After those bucks were found, the department killed and tested 657 deer this winter, in a study area near those first CWD-positive harvests. That sampling produced three additional CWD-positive deer. These wild deer were taken in close proximity to captive whitetail/hunting preserves in Macon County, where a total of 11 CWD-positive deer have been found.

So what does CWD have to do with APR’s? I called Missouri state deer biologist Jason Sumners to find out. “APR’s protect yearling males and promote older bucks,” he said. “And bucks, both yearlings and adults, exhibit CWD at much higher rates than yearling and adult females. So reducing the number of male deer can at least help limit the spread of CWD. Dispersing yearling bucks in search of new territory or does to mate is thought to be one of primary means of expanding CWD distribution.”

APRs have been in place in northern Missouri since 2004, when they were implemented in 29 counties. The regulation has been highly successful in reducing yearling buck mortality and focusing more hunter harvest on antlerless deer, which has reduced the population. After a 3-year trial period, 37 additional counties were added to those under the APR regulation in 2008, largely because the regulation was effective in meeting population goals and highly popular with hunters.

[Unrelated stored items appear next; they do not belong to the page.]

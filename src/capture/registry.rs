//! Process-wide container for active capturers.
//!
//! One registry per running controller, constructed at shell start and
//! injected into the command handlers. The map lock is only ever held for
//! bookkeeping; stopping a capturer (which blocks on network teardown)
//! happens outside it.

use std::collections::HashMap;
use std::sync::atomic::{AtomicUsize, Ordering};
use std::sync::{Arc, Mutex};

use tokio::sync::mpsc;
use tokio::sync::Notify;
use tokio::task::JoinHandle;

use crate::capture::{Capturer, CapturerEvent, CapturerEventSender};
use crate::error::RegistryError;
use crate::feedback::Feedback;
use crate::output::OutputerFactory;

/// Thread-safe map of target name to running capturer.
pub struct Registry {
    capturers: Mutex<HashMap<String, Arc<dyn Capturer>>>,
    events_tx: Mutex<Option<CapturerEventSender>>,
    /// Capturers added but not yet reaped by the event handler.
    outstanding: AtomicUsize,
    drained: Notify,
    handler: Mutex<Option<JoinHandle<()>>>,
    feedback: Feedback,
}

impl Registry {
    /// Create the registry and start its lifecycle event handler.
    pub fn new(feedback: Feedback) -> Arc<Self> {
        let (tx, mut rx) = mpsc::unbounded_channel();

        let registry = Arc::new(Self {
            capturers: Mutex::new(HashMap::new()),
            events_tx: Mutex::new(Some(tx)),
            outstanding: AtomicUsize::new(0),
            drained: Notify::new(),
            handler: Mutex::new(None),
            feedback,
        });

        let handle = tokio::spawn({
            let registry = registry.clone();
            async move {
                while let Some(event) = rx.recv().await {
                    registry.handle_event(event);
                }
                tracing::info!("all capturers are stopped; event handler exiting");
            }
        });
        *registry.handler.lock().unwrap() = Some(handle);

        registry
    }

    /// Sender capturers use to report their lifecycle events.
    pub fn event_sender(&self) -> CapturerEventSender {
        self.events_tx
            .lock()
            .unwrap()
            .clone()
            .expect("registry is closed")
    }

    /// Register a started capturer. Fails on a duplicate name.
    pub fn add(&self, capturer: Arc<dyn Capturer>) -> Result<(), RegistryError> {
        let mut capturers = self.capturers.lock().unwrap();

        let name = capturer.name().to_string();
        if capturers.contains_key(&name) {
            return Err(RegistryError::Duplicate(name));
        }

        capturers.insert(name, capturer);
        self.outstanding.fetch_add(1, Ordering::SeqCst);
        Ok(())
    }

    /// True when no capturer is registered.
    pub fn is_empty(&self) -> bool {
        self.capturers.lock().unwrap().is_empty()
    }

    /// Stop every registered capturer.
    pub async fn stop_all(&self) {
        tracing::info!("stopping every capturer");

        let capturers: Vec<Arc<dyn Capturer>> =
            self.capturers.lock().unwrap().values().cloned().collect();

        for capturer in capturers {
            if let Err(e) = capturer.stop().await {
                let msg = format!("Can't stop {}. {}", capturer.name(), e);
                tracing::error!("{msg}");
                self.feedback.emit(&msg);
            }
        }
    }

    /// Attach a new sink to the named capturers, or to all of them when
    /// `names` is empty.
    pub fn broadcast(&self, factory: &OutputerFactory, names: &[String]) {
        if names.is_empty() {
            let capturers: Vec<Arc<dyn Capturer>> =
                self.capturers.lock().unwrap().values().cloned().collect();

            if capturers.is_empty() {
                tracing::error!("viewer requested without arguments, but no capturers are running");
                self.feedback
                    .emit("There are no running capturers. Use start first.");
                return;
            }

            for capturer in capturers {
                if let Err(e) = capturer.add_outputer(factory) {
                    tracing::error!(name = capturer.name(), error = %e, "error adding outputer");
                }
            }
            return;
        }

        for name in names {
            let capturer = self.capturers.lock().unwrap().get(name).cloned();
            match capturer {
                Some(capturer) => {
                    if let Err(e) = capturer.add_outputer(factory) {
                        tracing::error!(name = capturer.name(), error = %e, "error adding outputer");
                    }
                }
                None => {
                    let msg = format!("Target <{name}> doesn't exist.");
                    tracing::error!("{msg}");
                    self.feedback.emit(&msg);
                }
            }
        }
    }

    /// Remove the capturer a lifecycle event names. A second event for the
    /// same name is a no-op.
    fn handle_event(&self, event: CapturerEvent) {
        tracing::info!(name = %event.name, kind = ?event.kind, "capturer lifecycle event");

        let removed = self.capturers.lock().unwrap().remove(&event.name);
        if removed.is_some() {
            if self.outstanding.fetch_sub(1, Ordering::SeqCst) == 1 {
                self.drained.notify_waiters();
            }
        }
    }

    /// Stop everything, wait for all lifecycle events, shut the handler
    /// down.
    pub async fn close(&self) {
        tracing::info!("terminating registry");

        self.stop_all().await;

        loop {
            let mut drained = std::pin::pin!(self.drained.notified());
            drained.as_mut().enable();
            if self.outstanding.load(Ordering::SeqCst) == 0 {
                break;
            }
            drained.await;
        }

        self.events_tx.lock().unwrap().take();

        let handle = self.handler.lock().unwrap().take();
        if let Some(handle) = handle {
            let _ = handle.await;
        }

        tracing::info!("registry terminated");
    }
}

However, Sumners doesn’t expect to see a dramatic shift in the pressure on yearling bucks. “APR’s have changed the hunting culture here,” he said. “Even in areas that don’t have APR’s, hunters are voluntarily passing 1-1/2 year old bucks. But having a regulation in place that protects individual animals likely to disperse and spread CWD is counter to our management efforts to stop the disease.” Sumners said that the MDC has also placed a ban on feeding deer and prohibited hunters from using minerals, practices which can concentrate whitetails and increase the chances of disease transmission.